» **Collected data entries**:
════
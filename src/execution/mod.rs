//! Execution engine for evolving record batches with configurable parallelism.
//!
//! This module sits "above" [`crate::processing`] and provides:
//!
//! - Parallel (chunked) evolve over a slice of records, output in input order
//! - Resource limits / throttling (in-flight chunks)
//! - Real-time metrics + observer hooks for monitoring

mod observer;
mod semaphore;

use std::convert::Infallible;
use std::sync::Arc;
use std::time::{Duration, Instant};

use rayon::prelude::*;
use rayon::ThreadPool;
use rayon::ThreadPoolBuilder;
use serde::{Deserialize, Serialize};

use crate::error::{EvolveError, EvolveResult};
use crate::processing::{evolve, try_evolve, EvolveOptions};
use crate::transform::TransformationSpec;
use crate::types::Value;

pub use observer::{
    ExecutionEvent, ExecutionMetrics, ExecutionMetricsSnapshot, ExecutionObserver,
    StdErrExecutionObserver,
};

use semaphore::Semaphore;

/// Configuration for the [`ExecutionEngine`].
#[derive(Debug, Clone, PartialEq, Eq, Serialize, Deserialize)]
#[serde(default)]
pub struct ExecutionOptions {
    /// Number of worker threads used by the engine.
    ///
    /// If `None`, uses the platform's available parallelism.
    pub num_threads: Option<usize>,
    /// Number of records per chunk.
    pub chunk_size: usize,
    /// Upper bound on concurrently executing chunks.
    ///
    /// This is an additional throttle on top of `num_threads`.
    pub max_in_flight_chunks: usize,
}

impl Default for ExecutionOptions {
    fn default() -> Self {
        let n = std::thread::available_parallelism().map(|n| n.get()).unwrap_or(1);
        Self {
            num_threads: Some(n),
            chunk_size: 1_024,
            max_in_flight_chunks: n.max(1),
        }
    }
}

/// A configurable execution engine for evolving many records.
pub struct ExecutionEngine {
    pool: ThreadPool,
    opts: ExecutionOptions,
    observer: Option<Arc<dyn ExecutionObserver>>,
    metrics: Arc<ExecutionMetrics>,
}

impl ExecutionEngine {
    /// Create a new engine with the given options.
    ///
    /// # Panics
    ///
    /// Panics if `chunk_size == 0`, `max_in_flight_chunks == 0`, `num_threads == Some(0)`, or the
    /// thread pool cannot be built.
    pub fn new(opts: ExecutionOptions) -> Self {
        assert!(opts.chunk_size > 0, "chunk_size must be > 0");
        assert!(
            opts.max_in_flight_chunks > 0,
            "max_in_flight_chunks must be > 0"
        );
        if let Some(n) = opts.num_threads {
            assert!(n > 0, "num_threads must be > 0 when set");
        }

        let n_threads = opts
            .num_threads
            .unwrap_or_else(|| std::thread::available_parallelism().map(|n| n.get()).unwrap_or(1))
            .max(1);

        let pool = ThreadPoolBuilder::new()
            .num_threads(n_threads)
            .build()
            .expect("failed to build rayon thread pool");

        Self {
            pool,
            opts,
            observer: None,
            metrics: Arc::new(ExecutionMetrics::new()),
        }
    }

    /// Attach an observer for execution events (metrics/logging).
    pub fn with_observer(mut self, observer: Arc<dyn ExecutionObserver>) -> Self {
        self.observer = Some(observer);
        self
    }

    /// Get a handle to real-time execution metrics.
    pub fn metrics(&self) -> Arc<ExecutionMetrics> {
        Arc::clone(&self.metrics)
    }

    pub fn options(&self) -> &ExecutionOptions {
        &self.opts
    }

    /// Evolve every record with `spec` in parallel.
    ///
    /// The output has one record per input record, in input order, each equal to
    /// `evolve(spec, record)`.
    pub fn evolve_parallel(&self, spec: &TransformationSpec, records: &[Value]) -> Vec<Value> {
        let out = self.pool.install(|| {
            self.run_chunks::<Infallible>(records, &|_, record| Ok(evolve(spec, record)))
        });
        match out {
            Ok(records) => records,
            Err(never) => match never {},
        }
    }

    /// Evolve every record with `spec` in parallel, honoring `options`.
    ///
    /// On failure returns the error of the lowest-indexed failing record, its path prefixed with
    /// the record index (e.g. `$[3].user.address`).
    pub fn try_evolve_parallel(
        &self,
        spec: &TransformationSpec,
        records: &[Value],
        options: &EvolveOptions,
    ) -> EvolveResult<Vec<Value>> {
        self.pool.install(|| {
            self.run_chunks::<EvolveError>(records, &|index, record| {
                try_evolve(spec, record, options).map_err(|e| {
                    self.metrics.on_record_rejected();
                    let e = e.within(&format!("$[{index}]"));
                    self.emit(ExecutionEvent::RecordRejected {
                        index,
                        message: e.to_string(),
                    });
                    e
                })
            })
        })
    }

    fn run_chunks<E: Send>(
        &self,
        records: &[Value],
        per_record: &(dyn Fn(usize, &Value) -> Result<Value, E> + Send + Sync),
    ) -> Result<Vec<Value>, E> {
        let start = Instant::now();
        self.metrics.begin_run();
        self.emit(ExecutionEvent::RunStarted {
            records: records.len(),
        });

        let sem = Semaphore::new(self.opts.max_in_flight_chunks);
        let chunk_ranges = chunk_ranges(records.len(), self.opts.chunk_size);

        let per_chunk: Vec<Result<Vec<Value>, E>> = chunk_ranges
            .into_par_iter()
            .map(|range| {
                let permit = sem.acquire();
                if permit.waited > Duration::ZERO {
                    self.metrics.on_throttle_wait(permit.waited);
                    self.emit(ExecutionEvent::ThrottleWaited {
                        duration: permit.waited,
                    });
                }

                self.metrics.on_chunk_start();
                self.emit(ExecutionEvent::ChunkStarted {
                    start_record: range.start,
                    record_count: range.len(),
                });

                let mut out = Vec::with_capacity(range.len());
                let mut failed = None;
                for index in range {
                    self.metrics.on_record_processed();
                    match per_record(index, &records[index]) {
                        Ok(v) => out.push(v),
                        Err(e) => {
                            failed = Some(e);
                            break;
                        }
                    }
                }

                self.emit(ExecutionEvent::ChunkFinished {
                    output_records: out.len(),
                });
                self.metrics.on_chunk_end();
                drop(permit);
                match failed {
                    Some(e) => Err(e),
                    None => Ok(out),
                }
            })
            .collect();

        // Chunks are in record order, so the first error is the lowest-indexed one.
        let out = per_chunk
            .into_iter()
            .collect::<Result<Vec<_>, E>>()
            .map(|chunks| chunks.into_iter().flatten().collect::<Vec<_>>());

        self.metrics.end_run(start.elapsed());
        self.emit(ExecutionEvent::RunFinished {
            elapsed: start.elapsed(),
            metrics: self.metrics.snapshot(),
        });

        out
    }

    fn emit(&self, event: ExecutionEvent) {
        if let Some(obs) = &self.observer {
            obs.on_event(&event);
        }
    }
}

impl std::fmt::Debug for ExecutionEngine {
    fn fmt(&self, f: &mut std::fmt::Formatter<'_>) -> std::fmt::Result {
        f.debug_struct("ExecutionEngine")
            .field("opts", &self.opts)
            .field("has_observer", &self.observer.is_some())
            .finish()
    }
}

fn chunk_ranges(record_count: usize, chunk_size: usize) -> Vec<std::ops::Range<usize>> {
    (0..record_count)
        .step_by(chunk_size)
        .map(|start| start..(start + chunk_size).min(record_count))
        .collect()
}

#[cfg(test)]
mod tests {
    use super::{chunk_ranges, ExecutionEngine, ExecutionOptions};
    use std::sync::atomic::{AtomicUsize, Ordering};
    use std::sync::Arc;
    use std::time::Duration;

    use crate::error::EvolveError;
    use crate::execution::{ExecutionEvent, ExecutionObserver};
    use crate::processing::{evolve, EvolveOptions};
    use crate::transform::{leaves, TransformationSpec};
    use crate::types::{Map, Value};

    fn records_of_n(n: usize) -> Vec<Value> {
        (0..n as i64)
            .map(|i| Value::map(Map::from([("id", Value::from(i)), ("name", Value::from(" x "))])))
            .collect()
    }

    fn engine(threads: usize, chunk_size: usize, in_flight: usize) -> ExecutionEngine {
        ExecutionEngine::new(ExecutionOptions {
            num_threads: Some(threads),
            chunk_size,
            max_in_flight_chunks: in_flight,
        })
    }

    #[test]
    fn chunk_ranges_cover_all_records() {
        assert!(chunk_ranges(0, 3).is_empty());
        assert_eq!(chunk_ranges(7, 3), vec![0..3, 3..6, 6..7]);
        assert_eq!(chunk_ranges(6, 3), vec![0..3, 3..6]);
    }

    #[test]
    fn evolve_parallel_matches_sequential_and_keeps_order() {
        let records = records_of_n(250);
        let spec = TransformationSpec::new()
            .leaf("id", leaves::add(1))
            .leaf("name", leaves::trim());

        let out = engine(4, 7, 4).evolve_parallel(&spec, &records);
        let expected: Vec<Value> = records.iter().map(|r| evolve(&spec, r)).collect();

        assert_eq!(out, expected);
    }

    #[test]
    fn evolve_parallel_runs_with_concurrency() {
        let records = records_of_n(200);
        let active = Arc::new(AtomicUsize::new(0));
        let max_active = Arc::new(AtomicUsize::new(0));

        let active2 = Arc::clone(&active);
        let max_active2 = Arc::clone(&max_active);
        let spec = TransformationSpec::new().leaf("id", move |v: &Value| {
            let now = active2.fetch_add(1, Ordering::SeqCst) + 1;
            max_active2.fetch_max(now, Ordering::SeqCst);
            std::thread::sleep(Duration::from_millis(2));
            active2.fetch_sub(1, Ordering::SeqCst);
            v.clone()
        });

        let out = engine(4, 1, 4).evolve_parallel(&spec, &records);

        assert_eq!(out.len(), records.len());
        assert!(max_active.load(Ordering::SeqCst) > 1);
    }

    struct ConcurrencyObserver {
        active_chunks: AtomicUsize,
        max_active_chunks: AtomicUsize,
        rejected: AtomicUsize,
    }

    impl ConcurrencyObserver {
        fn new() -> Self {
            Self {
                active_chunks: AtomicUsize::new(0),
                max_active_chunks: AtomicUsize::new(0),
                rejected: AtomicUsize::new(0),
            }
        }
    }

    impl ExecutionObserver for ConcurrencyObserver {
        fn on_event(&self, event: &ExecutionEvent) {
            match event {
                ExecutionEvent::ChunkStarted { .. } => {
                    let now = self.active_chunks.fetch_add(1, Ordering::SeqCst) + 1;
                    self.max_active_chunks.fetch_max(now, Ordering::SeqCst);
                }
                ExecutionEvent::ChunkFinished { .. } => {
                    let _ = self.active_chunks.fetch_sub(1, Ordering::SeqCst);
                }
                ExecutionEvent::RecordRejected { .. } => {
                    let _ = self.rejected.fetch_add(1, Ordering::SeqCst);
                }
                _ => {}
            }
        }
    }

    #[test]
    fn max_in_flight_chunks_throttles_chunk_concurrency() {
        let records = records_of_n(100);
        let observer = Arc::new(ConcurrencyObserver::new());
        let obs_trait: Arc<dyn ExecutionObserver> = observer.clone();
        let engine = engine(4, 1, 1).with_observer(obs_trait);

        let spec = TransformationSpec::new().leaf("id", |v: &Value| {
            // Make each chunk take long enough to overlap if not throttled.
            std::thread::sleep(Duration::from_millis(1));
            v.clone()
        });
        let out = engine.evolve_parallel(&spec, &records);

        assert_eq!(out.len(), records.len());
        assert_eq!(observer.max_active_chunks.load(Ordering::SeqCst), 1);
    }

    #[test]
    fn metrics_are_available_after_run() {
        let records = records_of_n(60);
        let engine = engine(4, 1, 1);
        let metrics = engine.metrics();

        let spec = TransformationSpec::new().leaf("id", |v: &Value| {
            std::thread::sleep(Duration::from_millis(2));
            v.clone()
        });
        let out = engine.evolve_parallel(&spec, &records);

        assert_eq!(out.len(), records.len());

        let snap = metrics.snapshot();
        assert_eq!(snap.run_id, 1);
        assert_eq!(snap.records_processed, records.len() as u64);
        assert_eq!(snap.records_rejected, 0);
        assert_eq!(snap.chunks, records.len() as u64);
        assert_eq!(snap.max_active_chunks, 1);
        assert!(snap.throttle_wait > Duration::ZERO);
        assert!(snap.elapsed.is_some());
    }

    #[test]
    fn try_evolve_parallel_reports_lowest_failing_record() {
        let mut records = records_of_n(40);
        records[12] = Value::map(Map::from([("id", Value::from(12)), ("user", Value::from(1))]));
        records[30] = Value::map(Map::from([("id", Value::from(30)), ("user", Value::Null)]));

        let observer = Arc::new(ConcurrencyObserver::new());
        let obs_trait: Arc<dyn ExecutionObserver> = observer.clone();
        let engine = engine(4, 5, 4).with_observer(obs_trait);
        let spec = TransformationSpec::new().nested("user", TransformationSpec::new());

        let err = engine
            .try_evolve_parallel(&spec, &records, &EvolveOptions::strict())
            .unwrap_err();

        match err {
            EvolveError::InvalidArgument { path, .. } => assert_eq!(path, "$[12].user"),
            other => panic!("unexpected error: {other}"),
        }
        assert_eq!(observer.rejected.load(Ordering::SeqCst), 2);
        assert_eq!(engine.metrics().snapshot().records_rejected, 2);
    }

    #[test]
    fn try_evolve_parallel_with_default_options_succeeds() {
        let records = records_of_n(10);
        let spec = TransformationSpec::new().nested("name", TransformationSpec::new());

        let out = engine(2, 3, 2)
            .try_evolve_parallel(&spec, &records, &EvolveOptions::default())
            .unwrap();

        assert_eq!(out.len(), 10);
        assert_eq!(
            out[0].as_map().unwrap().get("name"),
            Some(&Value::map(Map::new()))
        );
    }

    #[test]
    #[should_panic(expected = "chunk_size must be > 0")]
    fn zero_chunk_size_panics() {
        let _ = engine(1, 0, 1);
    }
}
════
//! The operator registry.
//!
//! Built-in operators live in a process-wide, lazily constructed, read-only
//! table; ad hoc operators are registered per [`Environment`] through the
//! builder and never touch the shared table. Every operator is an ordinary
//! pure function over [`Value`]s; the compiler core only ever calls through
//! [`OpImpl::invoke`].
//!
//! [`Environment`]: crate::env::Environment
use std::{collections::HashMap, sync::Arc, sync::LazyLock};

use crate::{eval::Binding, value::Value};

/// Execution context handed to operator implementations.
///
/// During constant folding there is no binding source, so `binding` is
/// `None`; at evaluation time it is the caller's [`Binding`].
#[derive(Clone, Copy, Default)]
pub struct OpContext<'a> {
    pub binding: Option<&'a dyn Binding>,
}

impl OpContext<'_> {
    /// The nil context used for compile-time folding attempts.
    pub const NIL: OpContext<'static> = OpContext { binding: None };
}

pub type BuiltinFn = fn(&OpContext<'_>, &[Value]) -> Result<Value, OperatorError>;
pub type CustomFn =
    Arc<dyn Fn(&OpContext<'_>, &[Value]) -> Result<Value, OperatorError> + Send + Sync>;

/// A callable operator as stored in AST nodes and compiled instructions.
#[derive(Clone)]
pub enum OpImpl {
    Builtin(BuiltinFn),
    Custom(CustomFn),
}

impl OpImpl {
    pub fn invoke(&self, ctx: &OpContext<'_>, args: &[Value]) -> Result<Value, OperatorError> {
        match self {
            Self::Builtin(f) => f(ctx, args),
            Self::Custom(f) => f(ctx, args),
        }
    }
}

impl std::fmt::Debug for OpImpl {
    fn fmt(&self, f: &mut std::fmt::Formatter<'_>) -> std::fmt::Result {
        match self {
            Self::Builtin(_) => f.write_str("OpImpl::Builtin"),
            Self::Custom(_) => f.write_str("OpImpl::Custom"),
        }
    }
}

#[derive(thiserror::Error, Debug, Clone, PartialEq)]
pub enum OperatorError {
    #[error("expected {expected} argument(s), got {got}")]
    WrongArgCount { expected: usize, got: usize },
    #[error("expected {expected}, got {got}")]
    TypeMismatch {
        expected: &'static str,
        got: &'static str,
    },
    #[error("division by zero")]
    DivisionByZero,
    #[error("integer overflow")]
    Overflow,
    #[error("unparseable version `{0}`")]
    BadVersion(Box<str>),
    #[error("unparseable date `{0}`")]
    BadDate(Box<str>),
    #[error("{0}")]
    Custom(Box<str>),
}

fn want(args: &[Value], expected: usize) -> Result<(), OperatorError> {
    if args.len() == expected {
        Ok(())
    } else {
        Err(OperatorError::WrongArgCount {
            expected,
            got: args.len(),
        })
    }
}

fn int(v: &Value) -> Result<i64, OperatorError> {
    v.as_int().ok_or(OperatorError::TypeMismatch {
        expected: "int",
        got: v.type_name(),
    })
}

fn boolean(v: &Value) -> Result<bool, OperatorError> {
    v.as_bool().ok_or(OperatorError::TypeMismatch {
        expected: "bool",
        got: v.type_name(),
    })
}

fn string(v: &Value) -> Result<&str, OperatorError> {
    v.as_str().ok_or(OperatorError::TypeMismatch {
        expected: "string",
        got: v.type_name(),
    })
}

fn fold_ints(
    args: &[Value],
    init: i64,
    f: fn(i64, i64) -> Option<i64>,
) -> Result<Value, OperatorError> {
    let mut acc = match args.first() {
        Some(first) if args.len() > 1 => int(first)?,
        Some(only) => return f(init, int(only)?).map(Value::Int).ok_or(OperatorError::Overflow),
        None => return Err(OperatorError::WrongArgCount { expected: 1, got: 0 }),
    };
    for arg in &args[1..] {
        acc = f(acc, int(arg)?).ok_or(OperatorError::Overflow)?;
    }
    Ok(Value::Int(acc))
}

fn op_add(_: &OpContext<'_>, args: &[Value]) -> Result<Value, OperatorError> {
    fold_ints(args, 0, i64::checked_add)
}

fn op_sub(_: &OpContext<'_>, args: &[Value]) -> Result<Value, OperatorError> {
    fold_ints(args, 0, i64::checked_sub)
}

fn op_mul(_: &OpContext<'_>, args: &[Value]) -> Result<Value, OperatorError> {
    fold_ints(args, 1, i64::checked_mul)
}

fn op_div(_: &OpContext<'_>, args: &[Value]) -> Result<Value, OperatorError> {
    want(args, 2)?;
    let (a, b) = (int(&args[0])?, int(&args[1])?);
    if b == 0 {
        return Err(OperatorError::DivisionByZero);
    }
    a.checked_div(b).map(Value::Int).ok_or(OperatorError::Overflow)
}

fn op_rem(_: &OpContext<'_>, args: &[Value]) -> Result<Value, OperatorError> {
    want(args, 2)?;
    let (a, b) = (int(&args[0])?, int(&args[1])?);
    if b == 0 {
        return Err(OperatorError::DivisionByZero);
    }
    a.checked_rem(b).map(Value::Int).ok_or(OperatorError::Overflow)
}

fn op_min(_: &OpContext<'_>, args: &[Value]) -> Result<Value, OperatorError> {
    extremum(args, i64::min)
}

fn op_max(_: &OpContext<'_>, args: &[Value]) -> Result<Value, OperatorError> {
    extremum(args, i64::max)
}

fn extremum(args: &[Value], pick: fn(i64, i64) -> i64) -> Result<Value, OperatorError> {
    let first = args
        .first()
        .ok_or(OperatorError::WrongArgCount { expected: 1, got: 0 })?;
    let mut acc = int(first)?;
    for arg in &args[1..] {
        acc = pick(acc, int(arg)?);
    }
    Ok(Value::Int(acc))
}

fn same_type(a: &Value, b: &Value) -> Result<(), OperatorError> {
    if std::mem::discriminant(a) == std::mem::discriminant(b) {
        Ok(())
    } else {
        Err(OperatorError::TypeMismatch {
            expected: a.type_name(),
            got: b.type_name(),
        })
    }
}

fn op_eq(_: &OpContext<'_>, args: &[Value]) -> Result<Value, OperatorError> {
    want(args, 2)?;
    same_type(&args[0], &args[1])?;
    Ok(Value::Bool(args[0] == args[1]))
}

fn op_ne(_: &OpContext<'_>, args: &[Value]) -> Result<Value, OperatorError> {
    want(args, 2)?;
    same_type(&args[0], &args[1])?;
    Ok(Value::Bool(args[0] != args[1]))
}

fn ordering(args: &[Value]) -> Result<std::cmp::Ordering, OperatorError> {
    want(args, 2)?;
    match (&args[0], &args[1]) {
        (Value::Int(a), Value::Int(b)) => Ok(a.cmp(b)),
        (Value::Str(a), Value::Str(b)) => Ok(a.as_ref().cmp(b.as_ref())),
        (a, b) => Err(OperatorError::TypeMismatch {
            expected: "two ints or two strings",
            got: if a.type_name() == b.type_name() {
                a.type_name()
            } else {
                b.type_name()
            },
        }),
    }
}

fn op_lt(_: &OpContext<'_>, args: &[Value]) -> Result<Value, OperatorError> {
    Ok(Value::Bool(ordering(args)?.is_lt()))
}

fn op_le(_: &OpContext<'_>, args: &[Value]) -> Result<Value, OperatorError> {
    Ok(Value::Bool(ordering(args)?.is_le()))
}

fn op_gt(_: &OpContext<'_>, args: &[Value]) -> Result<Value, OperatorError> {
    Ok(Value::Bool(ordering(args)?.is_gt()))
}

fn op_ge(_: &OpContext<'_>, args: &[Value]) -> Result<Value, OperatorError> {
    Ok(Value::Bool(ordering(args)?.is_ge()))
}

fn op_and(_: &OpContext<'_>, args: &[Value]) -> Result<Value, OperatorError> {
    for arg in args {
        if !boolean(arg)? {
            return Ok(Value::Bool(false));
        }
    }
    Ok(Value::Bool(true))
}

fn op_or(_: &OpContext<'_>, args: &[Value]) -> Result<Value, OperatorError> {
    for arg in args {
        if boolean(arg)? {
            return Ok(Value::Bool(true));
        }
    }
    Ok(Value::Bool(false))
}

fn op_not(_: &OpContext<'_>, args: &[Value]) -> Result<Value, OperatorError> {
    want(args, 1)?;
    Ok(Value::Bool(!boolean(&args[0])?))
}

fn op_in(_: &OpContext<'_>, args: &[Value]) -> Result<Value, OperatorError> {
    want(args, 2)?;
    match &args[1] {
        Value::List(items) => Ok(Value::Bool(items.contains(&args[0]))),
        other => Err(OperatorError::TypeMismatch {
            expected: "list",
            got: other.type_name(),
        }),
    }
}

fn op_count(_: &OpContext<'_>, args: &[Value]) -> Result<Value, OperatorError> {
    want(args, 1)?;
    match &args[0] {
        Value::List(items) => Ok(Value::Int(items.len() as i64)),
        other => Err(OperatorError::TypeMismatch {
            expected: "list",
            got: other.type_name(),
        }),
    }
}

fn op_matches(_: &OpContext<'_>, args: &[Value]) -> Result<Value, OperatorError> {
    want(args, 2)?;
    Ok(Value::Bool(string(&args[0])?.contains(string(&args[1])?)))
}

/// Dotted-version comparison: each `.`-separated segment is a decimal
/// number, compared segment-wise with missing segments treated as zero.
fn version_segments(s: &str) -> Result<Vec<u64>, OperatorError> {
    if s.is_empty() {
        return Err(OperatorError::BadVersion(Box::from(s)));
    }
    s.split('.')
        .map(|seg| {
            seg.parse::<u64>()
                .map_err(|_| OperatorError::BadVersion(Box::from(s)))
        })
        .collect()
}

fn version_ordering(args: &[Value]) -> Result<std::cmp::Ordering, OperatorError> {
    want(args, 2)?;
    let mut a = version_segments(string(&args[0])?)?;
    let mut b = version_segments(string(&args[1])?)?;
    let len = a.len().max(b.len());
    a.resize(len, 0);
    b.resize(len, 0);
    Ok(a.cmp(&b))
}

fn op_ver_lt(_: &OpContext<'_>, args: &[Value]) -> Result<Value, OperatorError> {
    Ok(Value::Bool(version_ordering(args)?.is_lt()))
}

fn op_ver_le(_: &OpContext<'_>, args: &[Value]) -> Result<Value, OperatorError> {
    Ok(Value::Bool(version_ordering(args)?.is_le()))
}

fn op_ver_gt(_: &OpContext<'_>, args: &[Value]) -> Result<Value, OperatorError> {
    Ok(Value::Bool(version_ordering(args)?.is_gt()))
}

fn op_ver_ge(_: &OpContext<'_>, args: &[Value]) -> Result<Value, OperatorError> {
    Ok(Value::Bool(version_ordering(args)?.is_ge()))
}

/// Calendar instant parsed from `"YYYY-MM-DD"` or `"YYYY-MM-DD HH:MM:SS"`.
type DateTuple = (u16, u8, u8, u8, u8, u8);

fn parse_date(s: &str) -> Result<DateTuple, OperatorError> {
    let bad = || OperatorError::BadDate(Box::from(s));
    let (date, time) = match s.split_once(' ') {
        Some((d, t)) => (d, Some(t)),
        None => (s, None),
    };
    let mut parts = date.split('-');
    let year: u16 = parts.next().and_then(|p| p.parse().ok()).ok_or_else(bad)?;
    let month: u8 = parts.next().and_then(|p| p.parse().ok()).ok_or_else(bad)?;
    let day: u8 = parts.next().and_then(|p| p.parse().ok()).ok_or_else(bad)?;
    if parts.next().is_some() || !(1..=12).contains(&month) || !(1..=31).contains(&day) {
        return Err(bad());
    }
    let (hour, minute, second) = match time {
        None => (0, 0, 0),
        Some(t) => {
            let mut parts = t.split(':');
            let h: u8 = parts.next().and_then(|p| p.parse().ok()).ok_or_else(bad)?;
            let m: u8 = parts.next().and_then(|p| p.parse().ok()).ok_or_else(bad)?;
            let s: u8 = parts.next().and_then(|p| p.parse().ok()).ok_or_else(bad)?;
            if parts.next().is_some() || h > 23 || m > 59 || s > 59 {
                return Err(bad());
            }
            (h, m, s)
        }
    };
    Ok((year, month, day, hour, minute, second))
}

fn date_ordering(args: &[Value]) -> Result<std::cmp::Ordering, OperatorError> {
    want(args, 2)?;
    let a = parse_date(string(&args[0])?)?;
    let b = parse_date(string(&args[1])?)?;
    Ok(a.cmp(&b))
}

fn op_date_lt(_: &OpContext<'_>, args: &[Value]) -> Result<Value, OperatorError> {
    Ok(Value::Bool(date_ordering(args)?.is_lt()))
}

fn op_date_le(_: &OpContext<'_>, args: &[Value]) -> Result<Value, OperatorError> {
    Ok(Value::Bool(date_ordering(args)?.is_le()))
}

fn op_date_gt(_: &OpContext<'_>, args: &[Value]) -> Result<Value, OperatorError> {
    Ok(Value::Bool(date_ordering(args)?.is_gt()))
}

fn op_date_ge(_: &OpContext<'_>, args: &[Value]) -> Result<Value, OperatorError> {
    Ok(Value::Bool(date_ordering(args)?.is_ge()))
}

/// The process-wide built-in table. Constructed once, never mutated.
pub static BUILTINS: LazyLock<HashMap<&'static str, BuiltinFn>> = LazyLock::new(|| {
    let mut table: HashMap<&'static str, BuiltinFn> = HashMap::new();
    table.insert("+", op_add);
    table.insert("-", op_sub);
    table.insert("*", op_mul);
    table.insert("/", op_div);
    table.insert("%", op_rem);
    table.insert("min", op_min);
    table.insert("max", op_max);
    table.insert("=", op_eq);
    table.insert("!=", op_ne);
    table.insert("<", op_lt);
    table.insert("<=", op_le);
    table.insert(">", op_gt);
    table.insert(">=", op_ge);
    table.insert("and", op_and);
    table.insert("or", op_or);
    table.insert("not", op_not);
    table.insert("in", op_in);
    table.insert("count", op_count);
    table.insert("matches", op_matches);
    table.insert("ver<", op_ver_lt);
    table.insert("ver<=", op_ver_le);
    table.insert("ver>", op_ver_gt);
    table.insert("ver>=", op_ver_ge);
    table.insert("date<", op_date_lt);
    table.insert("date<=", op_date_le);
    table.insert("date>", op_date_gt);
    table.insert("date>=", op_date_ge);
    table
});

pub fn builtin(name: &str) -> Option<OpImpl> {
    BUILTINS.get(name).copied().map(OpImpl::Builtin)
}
════
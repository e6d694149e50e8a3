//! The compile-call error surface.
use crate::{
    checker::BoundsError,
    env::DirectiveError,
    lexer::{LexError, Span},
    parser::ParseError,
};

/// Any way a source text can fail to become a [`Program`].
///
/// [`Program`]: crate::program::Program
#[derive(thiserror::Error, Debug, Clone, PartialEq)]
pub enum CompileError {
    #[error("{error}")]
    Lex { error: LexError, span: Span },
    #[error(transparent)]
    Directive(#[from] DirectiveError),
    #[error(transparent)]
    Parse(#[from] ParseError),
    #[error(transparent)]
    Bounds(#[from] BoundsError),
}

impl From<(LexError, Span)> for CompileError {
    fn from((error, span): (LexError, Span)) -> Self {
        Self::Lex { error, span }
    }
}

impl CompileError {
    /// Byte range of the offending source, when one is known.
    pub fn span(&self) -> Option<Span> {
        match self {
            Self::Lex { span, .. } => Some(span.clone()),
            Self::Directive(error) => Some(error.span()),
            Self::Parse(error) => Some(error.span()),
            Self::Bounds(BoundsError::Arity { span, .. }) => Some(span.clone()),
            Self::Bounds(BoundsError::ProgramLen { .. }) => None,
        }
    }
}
════
» **Goal of the exercise**: Retype exactly the lines above, from the one with "filename src/execution/mod.rs" through the one with "pub struct ExecutionOptions", inclusive.

» **Expected answer**:
filename src/execution/mod.rs
//! Execution engine for evolving record batches with configurable parallelism.
//!
//! This module sits "above" [`crate::processing`] and provides:
//!
//! - Parallel (chunked) evolve over a slice of records, output in input order
//! - Resource limits / throttling (in-flight chunks)
//! - Real-time metrics + observer hooks for monitoring

mod observer;
mod semaphore;

use std::convert::Infallible;
use std::sync::Arc;
use std::time::{Duration, Instant};

use rayon::prelude::*;
use rayon::ThreadPool;
use rayon::ThreadPoolBuilder;
use serde::{Deserialize, Serialize};

use crate::error::{EvolveError, EvolveResult};
use crate::processing::{evolve, try_evolve, EvolveOptions};
use crate::transform::TransformationSpec;
use crate::types::Value;

pub use observer::{
    ExecutionEvent, ExecutionMetrics, ExecutionMetricsSnapshot, ExecutionObserver,
    StdErrExecutionObserver,
};

use semaphore::Semaphore;

/// Configuration for the [`ExecutionEngine`].
#[derive(Debug, Clone, PartialEq, Eq, Serialize, Deserialize)]
#[serde(default)]
pub struct ExecutionOptions {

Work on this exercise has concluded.